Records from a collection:
□ □ □ □ □

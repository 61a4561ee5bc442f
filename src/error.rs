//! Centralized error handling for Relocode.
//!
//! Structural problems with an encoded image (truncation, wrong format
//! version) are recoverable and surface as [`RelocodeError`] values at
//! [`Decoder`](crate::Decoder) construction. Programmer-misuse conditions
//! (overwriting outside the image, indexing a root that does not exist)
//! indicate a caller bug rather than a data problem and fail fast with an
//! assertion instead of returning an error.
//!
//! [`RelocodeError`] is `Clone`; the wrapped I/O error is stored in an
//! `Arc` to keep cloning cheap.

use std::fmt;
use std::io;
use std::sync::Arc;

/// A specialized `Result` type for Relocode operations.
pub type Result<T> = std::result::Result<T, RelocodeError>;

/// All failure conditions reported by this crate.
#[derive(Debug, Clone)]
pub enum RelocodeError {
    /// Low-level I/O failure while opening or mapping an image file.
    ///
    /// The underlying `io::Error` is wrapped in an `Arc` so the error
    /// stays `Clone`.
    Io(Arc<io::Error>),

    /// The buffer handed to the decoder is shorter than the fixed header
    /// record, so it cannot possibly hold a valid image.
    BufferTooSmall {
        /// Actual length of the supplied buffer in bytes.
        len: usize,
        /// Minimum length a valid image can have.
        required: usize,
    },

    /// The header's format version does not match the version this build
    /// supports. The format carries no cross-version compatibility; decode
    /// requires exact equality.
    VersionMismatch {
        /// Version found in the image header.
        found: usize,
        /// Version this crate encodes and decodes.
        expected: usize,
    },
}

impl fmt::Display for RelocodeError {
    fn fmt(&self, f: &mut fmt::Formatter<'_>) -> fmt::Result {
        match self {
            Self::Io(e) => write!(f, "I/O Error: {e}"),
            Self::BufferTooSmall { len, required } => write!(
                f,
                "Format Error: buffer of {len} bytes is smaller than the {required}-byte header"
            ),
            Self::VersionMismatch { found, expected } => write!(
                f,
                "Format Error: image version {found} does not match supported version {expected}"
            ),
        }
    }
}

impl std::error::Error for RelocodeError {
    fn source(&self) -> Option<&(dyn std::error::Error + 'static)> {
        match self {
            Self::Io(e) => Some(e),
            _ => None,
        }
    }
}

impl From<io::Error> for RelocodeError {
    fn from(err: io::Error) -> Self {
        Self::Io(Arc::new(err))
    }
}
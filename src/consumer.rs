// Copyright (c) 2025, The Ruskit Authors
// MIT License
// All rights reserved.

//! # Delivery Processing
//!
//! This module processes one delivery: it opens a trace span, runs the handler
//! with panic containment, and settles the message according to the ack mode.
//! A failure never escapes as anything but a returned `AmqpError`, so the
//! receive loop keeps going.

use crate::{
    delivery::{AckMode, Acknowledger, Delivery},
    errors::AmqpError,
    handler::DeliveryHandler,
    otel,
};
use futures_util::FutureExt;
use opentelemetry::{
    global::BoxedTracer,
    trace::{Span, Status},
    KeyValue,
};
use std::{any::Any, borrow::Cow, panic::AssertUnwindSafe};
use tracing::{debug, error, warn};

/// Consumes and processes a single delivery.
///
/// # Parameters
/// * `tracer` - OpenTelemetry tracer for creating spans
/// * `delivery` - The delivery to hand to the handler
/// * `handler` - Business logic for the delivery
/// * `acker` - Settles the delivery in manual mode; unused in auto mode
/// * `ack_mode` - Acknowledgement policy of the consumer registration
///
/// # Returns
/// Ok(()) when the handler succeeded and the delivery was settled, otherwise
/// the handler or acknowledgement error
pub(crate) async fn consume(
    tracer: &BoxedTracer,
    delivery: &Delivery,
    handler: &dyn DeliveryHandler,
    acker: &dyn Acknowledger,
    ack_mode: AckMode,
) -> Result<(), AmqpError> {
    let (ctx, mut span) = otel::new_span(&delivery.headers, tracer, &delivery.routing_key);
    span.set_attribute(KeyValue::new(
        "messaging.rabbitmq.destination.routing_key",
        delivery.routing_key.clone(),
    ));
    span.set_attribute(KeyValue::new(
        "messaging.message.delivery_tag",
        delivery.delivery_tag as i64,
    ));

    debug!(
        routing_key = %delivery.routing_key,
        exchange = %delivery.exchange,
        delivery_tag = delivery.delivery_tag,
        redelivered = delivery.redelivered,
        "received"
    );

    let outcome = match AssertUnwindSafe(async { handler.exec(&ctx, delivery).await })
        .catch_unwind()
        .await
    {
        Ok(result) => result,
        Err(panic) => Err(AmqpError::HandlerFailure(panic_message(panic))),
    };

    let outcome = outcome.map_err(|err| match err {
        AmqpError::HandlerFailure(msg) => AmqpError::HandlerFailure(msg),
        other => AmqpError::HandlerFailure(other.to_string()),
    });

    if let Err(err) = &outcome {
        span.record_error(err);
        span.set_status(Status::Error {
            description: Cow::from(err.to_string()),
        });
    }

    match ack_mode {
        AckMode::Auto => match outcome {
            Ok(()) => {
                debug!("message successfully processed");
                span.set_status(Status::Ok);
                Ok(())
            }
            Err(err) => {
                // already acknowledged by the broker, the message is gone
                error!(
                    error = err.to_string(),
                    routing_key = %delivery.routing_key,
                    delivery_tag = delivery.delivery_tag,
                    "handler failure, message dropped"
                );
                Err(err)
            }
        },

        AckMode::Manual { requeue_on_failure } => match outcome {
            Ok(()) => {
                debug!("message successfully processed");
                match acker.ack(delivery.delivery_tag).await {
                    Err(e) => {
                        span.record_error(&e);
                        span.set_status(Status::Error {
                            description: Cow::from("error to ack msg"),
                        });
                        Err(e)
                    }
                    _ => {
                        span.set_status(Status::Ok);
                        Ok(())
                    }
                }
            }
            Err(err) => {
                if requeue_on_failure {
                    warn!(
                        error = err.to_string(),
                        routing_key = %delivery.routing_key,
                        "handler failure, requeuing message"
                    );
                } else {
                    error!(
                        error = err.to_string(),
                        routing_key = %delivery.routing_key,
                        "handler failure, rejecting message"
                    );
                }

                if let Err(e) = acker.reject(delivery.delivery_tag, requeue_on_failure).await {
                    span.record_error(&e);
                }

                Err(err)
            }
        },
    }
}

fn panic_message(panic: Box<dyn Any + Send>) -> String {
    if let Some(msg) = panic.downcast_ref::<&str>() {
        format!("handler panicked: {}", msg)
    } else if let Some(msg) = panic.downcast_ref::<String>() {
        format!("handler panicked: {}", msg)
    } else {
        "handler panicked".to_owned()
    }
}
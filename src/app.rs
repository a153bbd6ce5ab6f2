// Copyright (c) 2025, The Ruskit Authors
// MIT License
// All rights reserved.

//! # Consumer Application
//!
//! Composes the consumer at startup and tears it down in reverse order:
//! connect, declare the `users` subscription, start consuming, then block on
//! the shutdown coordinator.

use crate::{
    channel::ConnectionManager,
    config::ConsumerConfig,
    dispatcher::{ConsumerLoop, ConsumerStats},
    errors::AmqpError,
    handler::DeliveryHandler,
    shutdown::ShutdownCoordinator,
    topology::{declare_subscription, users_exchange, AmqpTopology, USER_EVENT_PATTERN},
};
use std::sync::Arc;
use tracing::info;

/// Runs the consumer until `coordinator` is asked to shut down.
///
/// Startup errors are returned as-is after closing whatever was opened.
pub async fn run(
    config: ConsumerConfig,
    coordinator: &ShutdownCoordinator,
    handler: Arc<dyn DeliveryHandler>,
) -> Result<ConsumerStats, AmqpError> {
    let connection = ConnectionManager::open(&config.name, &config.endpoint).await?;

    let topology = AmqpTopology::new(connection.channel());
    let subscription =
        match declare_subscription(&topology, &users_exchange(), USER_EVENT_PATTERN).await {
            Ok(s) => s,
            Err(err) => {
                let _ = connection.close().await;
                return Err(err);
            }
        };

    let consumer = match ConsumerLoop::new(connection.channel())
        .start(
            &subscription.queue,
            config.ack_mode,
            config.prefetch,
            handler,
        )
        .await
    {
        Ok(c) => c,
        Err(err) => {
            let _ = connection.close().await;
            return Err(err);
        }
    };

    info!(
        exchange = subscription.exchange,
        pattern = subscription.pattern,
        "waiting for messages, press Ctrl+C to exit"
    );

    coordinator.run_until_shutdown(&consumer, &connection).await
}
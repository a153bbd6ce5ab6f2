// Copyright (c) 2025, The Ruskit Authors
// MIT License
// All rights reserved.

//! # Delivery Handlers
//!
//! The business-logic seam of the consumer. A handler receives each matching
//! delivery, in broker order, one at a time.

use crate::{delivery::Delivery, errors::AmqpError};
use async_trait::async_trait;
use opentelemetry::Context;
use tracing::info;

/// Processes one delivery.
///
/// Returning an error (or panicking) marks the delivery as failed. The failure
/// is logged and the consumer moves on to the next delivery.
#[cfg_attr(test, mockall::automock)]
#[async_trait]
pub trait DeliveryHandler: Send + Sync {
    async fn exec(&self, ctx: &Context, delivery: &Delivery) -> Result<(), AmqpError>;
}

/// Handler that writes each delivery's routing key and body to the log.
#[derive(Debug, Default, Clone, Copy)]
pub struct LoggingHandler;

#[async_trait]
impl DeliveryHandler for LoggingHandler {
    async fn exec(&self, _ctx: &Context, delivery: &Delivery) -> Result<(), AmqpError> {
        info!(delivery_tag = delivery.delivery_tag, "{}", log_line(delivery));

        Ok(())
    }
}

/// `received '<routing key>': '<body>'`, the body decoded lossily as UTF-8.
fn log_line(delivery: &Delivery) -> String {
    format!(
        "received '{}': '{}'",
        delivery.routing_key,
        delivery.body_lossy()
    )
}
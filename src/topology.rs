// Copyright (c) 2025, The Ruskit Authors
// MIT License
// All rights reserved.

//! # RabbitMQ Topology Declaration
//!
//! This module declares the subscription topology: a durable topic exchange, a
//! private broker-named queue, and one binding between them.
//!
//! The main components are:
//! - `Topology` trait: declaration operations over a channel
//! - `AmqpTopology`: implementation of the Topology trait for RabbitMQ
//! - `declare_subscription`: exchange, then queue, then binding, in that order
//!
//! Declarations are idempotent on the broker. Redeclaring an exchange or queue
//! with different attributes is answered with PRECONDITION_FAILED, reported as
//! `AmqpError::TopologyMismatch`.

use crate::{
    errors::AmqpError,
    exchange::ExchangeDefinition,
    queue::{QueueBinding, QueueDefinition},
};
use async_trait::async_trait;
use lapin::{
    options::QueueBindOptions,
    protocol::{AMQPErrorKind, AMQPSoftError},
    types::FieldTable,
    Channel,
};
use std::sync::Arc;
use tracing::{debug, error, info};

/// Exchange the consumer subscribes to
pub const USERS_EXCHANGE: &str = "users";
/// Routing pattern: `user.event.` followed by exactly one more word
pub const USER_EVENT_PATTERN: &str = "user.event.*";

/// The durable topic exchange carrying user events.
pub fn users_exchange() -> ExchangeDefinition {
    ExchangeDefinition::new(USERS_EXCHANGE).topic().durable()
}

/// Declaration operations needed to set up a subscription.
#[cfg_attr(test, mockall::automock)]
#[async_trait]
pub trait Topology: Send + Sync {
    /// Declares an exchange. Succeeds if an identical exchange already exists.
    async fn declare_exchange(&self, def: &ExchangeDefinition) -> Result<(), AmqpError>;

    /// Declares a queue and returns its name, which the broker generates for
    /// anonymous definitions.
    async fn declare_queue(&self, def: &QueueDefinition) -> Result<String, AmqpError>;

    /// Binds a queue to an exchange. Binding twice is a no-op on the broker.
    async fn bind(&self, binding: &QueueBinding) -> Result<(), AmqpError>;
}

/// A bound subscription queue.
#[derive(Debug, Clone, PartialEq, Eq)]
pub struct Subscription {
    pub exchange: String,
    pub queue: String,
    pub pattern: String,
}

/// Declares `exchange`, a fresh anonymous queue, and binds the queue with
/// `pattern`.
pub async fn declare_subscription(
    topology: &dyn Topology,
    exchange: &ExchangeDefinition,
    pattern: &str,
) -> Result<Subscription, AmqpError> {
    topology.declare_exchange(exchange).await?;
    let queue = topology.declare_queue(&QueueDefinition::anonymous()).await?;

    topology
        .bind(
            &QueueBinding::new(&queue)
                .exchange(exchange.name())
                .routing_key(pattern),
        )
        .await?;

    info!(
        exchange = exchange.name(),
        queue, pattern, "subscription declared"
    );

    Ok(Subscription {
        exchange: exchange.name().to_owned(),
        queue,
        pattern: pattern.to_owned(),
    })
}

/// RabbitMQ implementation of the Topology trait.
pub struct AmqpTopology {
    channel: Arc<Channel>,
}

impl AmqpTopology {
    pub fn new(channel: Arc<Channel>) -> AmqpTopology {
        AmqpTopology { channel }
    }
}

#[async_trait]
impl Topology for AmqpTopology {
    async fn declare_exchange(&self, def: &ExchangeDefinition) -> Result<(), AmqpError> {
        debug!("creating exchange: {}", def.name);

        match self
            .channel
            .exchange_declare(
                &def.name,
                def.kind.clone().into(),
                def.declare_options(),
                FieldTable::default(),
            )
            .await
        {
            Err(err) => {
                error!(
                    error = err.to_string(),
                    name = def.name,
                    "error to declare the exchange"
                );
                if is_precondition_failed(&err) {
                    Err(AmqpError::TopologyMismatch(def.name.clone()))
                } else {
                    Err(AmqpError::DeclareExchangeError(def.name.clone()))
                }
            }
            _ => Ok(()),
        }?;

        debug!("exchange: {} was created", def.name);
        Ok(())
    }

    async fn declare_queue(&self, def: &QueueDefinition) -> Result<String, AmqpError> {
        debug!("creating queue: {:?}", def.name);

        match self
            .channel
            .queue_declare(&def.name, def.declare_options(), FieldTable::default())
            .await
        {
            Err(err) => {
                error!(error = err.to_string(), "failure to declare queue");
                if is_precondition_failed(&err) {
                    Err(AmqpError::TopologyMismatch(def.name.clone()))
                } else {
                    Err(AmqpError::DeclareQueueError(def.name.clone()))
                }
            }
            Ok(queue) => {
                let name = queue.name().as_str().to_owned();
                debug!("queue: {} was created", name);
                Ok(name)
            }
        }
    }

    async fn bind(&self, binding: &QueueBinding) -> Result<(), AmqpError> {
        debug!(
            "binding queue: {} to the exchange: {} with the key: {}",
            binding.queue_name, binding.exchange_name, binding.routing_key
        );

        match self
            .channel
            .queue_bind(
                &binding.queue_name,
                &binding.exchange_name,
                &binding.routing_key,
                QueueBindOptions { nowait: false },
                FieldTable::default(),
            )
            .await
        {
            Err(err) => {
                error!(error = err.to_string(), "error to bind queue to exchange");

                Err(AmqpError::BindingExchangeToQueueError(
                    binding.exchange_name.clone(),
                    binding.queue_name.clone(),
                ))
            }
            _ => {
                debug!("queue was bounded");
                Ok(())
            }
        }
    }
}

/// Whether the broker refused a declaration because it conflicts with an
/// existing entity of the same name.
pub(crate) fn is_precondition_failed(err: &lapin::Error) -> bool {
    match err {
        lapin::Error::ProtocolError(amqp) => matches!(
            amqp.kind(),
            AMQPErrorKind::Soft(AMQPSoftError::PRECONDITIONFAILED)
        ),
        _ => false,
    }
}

□ □ □ □ □

Task prompt
Every line above with the word "durable" is to be copied out.

Exercise answer
//! This module declares the subscription topology: a durable topic exchange, a
/// The durable topic exchange carrying user events.
    ExchangeDefinition::new(USERS_EXCHANGE).topic().durable()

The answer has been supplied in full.